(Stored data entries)

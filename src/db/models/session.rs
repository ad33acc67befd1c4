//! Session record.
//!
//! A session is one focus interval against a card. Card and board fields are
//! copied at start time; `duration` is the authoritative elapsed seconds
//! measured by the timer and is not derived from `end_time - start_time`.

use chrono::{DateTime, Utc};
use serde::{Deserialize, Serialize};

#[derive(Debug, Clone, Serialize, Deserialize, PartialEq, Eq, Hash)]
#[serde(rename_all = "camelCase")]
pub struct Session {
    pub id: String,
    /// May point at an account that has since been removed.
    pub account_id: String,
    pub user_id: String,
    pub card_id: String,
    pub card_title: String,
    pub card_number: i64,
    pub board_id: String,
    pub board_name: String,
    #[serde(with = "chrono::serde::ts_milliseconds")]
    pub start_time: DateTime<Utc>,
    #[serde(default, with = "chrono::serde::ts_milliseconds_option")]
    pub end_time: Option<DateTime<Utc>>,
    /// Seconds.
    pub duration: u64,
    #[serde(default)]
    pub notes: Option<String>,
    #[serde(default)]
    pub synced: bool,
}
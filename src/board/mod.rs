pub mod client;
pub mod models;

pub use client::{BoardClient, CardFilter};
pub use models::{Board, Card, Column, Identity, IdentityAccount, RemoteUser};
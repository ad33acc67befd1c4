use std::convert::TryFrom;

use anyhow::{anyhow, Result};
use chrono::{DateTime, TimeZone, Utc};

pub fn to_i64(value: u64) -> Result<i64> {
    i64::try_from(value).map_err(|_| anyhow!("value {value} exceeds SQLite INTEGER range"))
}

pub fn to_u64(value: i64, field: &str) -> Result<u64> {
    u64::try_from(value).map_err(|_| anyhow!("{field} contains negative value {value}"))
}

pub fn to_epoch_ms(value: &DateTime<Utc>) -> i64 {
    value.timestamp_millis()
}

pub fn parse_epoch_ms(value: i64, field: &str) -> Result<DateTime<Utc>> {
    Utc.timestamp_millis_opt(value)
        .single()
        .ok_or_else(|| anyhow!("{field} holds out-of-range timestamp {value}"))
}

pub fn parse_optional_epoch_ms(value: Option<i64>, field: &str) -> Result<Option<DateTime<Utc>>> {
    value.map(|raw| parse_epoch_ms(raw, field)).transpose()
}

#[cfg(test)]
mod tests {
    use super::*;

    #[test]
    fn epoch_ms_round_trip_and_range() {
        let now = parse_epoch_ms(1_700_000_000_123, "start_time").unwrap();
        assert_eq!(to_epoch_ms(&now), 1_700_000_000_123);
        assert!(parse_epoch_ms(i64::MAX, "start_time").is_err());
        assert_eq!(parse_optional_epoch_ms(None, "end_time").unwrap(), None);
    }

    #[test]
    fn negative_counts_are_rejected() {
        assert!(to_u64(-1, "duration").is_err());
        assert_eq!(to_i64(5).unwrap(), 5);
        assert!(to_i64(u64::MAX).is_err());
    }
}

▶ _EXERCISE GOAL_
Find the lines above that contain the word "chrono" and copy each one.

▶ _ANSWER TO THIS TASK_
use chrono::{DateTime, Utc};
    #[serde(with = "chrono::serde::ts_milliseconds")]
    #[serde(default, with = "chrono::serde::ts_milliseconds_option")]
use chrono::{DateTime, TimeZone, Utc};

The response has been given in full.